_ACTIVITY_. Each entry below has to be written out again without any change.

_DATA SHOWN_.
********************

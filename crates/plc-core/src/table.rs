//! Table types for representing an uploaded property list

use serde::{Deserialize, Serialize};
use std::path::PathBuf;

/// Spellings that tabular tools write for a null value
const NULL_MARKERS: &[&str] = &[
    "nan", "NaN", "-nan", "-NaN", "NA", "N/A", "n/a", "<NA>", "#N/A", "#N/A N/A", "#NA", "NULL",
    "null", "None", "1.#IND", "1.#QNAN", "-1.#IND", "-1.#QNAN",
];

/// A parsed table from a single CSV file
#[derive(Debug, Clone, Serialize, Deserialize)]
pub struct Table {
    /// Column definitions, in file order
    pub columns: Vec<Column>,
    /// Row data
    pub rows: Vec<Row>,
    /// Source file path
    pub source_path: PathBuf,
}

impl Table {
    /// Create a new empty table
    pub fn new(source_path: PathBuf) -> Self {
        Self {
            columns: Vec::new(),
            rows: Vec::new(),
            source_path,
        }
    }

    /// Get the number of columns
    pub fn column_count(&self) -> usize {
        self.columns.len()
    }

    /// Get the number of rows
    pub fn row_count(&self) -> usize {
        self.rows.len()
    }

    /// Header names in file order
    pub fn headers(&self) -> Vec<&str> {
        self.columns.iter().map(|c| c.name.as_str()).collect()
    }
}

/// A column definition
#[derive(Debug, Clone, Serialize, Deserialize)]
pub struct Column {
    /// Header text exactly as it appeared in the file
    pub name: String,
    /// Column index (0-based)
    pub index: usize,
}

impl Column {
    /// Create a new column
    pub fn new(name: String, index: usize) -> Self {
        Self { name, index }
    }
}

/// A row of data
#[derive(Debug, Clone, Serialize, Deserialize)]
pub struct Row {
    /// Cell values for each column
    pub cells: Vec<CellValue>,
}

impl Row {
    /// Create a new row
    pub fn new(cells: Vec<CellValue>) -> Self {
        Self { cells }
    }

    /// Get a cell value by column index
    pub fn get(&self, index: usize) -> Option<&CellValue> {
        self.cells.get(index)
    }
}

/// A raw cell from the input file
#[derive(Debug, Clone, PartialEq, Serialize, Deserialize)]
pub enum CellValue {
    /// Cell text, untrimmed
    Text(String),
    /// No cell at this position (short row)
    Missing,
}

impl CellValue {
    /// The value written to the converted file: trimmed, with nulls as ""
    ///
    /// A null marker only counts when it is the whole raw cell, so `" NA "`
    /// is kept as `"NA"`.
    pub fn normalized(&self) -> String {
        match self {
            CellValue::Text(s) if NULL_MARKERS.contains(&s.as_str()) => String::new(),
            CellValue::Text(s) => s.trim().to_string(),
            CellValue::Missing => String::new(),
        }
    }

    /// Raw text for previews
    pub fn as_str(&self) -> &str {
        match self {
            CellValue::Text(s) => s,
            CellValue::Missing => "",
        }
    }
}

********************

_RESULT FOR THIS EXERCISE_.
filename crates/plc-core/src/table.rs
//! Table types for representing an uploaded property list

use serde::{Deserialize, Serialize};
use std::path::PathBuf;

/// Spellings that tabular tools write for a null value
const NULL_MARKERS: &[&str] = &[
    "nan", "NaN", "-nan", "-NaN", "NA", "N/A", "n/a", "<NA>", "#N/A", "#N/A N/A", "#NA", "NULL",
    "null", "None", "1.#IND", "1.#QNAN", "-1.#IND", "-1.#QNAN",
];

/// A parsed table from a single CSV file
#[derive(Debug, Clone, Serialize, Deserialize)]
pub struct Table {
    /// Column definitions, in file order
    pub columns: Vec<Column>,
    /// Row data
    pub rows: Vec<Row>,
    /// Source file path
    pub source_path: PathBuf,
}

impl Table {
    /// Create a new empty table
    pub fn new(source_path: PathBuf) -> Self {
        Self {
            columns: Vec::new(),
            rows: Vec::new(),
            source_path,
        }
    }

    /// Get the number of columns
    pub fn column_count(&self) -> usize {
        self.columns.len()
    }

    /// Get the number of rows
    pub fn row_count(&self) -> usize {
        self.rows.len()
    }

    /// Header names in file order
    pub fn headers(&self) -> Vec<&str> {
        self.columns.iter().map(|c| c.name.as_str()).collect()
    }
}

/// A column definition
#[derive(Debug, Clone, Serialize, Deserialize)]
pub struct Column {
    /// Header text exactly as it appeared in the file
    pub name: String,
    /// Column index (0-based)
    pub index: usize,
}

impl Column {
    /// Create a new column
    pub fn new(name: String, index: usize) -> Self {
        Self { name, index }
    }
}

/// A row of data
#[derive(Debug, Clone, Serialize, Deserialize)]
pub struct Row {
    /// Cell values for each column
    pub cells: Vec<CellValue>,
}

impl Row {
    /// Create a new row
    pub fn new(cells: Vec<CellValue>) -> Self {
        Self { cells }
    }

    /// Get a cell value by column index
    pub fn get(&self, index: usize) -> Option<&CellValue> {
        self.cells.get(index)
    }
}

/// A raw cell from the input file
#[derive(Debug, Clone, PartialEq, Serialize, Deserialize)]
pub enum CellValue {
    /// Cell text, untrimmed
    Text(String),
    /// No cell at this position (short row)
    Missing,
}

impl CellValue {
    /// The value written to the converted file: trimmed, with nulls as ""
    ///
    /// A null marker only counts when it is the whole raw cell, so `" NA "`
    /// is kept as `"NA"`.
    pub fn normalized(&self) -> String {
        match self {
            CellValue::Text(s) if NULL_MARKERS.contains(&s.as_str()) => String::new(),
            CellValue::Text(s) => s.trim().to_string(),
            CellValue::Missing => String::new(),
        }
    }

    /// Raw text for previews
    pub fn as_str(&self) -> &str {
        match self {
            CellValue::Text(s) => s,
            CellValue::Missing => "",
        }
    }
}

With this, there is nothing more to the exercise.